Dari puluhan ribu sampah tidak semuanya terangkut dengan baik. InSWA mencatat, sekurangnya 3,94 persen atau 1.012 m3 hari sampah di Jakarta belum terangkut.

Sekretaris Daerah Pemprov DKI Jakarta Ritola Tasmaya mengakui, program recycling, reuse, dan reduce (3R) di DKI masih belum optimal. Untuk sampah dalam skala kecil, program 3R mudah diterapkan. Tetapi, untuk sampah skala besar masih sulit, kata Ritola.

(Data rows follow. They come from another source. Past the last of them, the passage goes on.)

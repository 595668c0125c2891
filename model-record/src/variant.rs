//! Resolution of tagged-union fields.
//!
//! A union field can hold one of several alternative shapes. Two strategies
//! are supported:
//!
//! - [`Variants`] tries each alternative's parser in declared order and keeps
//!   the first success
//! - [`Discriminator`] reads a tag key and hands the value to the matching
//!   alternative only
//!
//! Either way every candidate returns a `Result`, and the rejections are kept
//! on the final [`ModelError::UnresolvedVariant`] so callers can see why each
//! alternative declined.

use serde_json::Value;
use tracing::{debug, trace};

use crate::error::{FieldPath, ModelError, VariantAttempt};

/// Parser for one union alternative.
pub type ParseFn<T> = fn(Value) -> Result<T, ModelError>;

/// A named union alternative.
///
/// For [`Discriminator`] dispatch the name is the tag value that selects it.
#[derive(Debug, Clone, Copy)]
pub struct Candidate<T> {
    pub name: &'static str,
    pub parse: ParseFn<T>,
}

impl<T> Candidate<T> {
    pub fn new(name: &'static str, parse: ParseFn<T>) -> Self {
        Self { name, parse }
    }
}

/// Ordered trial over a union's alternatives; the first to parse wins.
///
/// ## Examples
///
/// ```
/// use model_record::{Candidate, ModelError, Variants, WireValue};
/// use serde_json::{json, Value};
///
/// #[derive(Debug, PartialEq)]
/// enum Content {
///     Text(String),
///     Parts(Vec<String>),
/// }
///
/// let candidates = [
///     Candidate::new("Text", |v: Value| String::from_wire(v).map(Content::Text)),
///     Candidate::new("Parts", |v: Value| Vec::<String>::from_wire(v).map(Content::Parts)),
/// ];
/// let variants = Variants::new("Content", &candidates);
///
/// assert_eq!(variants.resolve(json!("hi")).unwrap(), Content::Text("hi".into()));
/// assert_eq!(
///     variants.resolve(json!(["a"])).unwrap(),
///     Content::Parts(vec!["a".into()])
/// );
/// assert!(variants.resolve(json!(3)).unwrap_err().is_unresolved_variant());
/// ```
#[derive(Debug)]
pub struct Variants<'a, T> {
    union: &'static str,
    candidates: &'a [Candidate<T>],
}

impl<'a, T> Variants<'a, T> {
    pub fn new(union: &'static str, candidates: &'a [Candidate<T>]) -> Self {
        Self { union, candidates }
    }

    /// Tries each candidate in order on its own copy of `value`.
    ///
    /// ## Errors
    ///
    /// [`ModelError::UnresolvedVariant`] listing every rejection when no
    /// candidate accepts the value.
    pub fn resolve(&self, value: Value) -> Result<T, ModelError> {
        let mut attempts = Vec::with_capacity(self.candidates.len());

        for candidate in self.candidates {
            match (candidate.parse)(value.clone()) {
                Ok(parsed) => {
                    trace!(union = self.union, variant = candidate.name, "variant accepted");
                    return Ok(parsed);
                }
                Err(error) => {
                    trace!(
                        union = self.union,
                        variant = candidate.name,
                        %error,
                        "variant rejected"
                    );
                    attempts.push(VariantAttempt {
                        variant: candidate.name,
                        error,
                    });
                }
            }
        }

        debug!(
            union = self.union,
            attempts = attempts.len(),
            "no variant accepted the value"
        );
        Err(ModelError::UnresolvedVariant {
            union: self.union,
            path: FieldPath::root(),
            tag: None,
            attempts,
        })
    }
}

/// Dispatch on the string value of a tag key.
///
/// The tag key stays in the document handed to the chosen alternative, which
/// normally declares it as a literal field.
#[derive(Debug)]
pub struct Discriminator<'a, T> {
    union: &'static str,
    key: &'static str,
    arms: &'a [Candidate<T>],
}

impl<'a, T> Discriminator<'a, T> {
    pub fn new(union: &'static str, key: &'static str, arms: &'a [Candidate<T>]) -> Self {
        Self { union, key, arms }
    }

    /// Parses `value` with the arm named by its tag.
    ///
    /// ## Errors
    ///
    /// - [`ModelError::TypeMismatch`] when `value` is not an object or the tag
    ///   is not a string
    /// - [`ModelError::MissingField`] when the tag key is absent
    /// - [`ModelError::UnresolvedVariant`] when no arm has that tag, or when the
    ///   selected arm rejects the value
    pub fn resolve(&self, value: Value) -> Result<T, ModelError> {
        let tag = match &value {
            Value::Object(map) => match map.get(self.key) {
                Some(Value::String(tag)) => tag.clone(),
                Some(other) => {
                    return Err(ModelError::type_mismatch("string", other).within_key(self.key));
                }
                None => return Err(ModelError::missing(self.union, self.key)),
            },
            other => return Err(ModelError::type_mismatch("object", other)),
        };

        let Some(arm) = self.arms.iter().find(|arm| arm.name == tag) else {
            debug!(union = self.union, %tag, "unknown discriminator");
            return Err(ModelError::UnresolvedVariant {
                union: self.union,
                path: FieldPath::root(),
                tag: Some(tag),
                attempts: Vec::new(),
            });
        };

        (arm.parse)(value).map_err(|error| {
            debug!(union = self.union, %tag, %error, "tagged variant rejected");
            ModelError::UnresolvedVariant {
                union: self.union,
                path: FieldPath::root(),
                tag: Some(tag.clone()),
                attempts: vec![VariantAttempt {
                    variant: arm.name,
                    error,
                }],
            }
        })
    }
}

Menurut Ritola, insinerator yang akan dibeli dengan harga Rp 1,2 triliun itu rencananya untuk membenahi pengelolaan sampah di Jakarta. Dia menambahkan, setelah menggunakan teknologi tinggi itu, sampah mulai harus dipisahkan antara sampah organik dan non-organik. Para pemulung nantinya juga akan dikoordinasikan untuk memilah-milah sampah yang masih tercampur di tempat pembuangan akhir (TPA).

Ritola mengatakan, tim teknis dari Mitsubishi Jepang sudah datang ke Jakarta. Persoalannya, untuk pembiayaan Pemprov DKI masih mengandalkan pemerintah pusat dengan skema pembiayaan soft loan (pinjaman lunak).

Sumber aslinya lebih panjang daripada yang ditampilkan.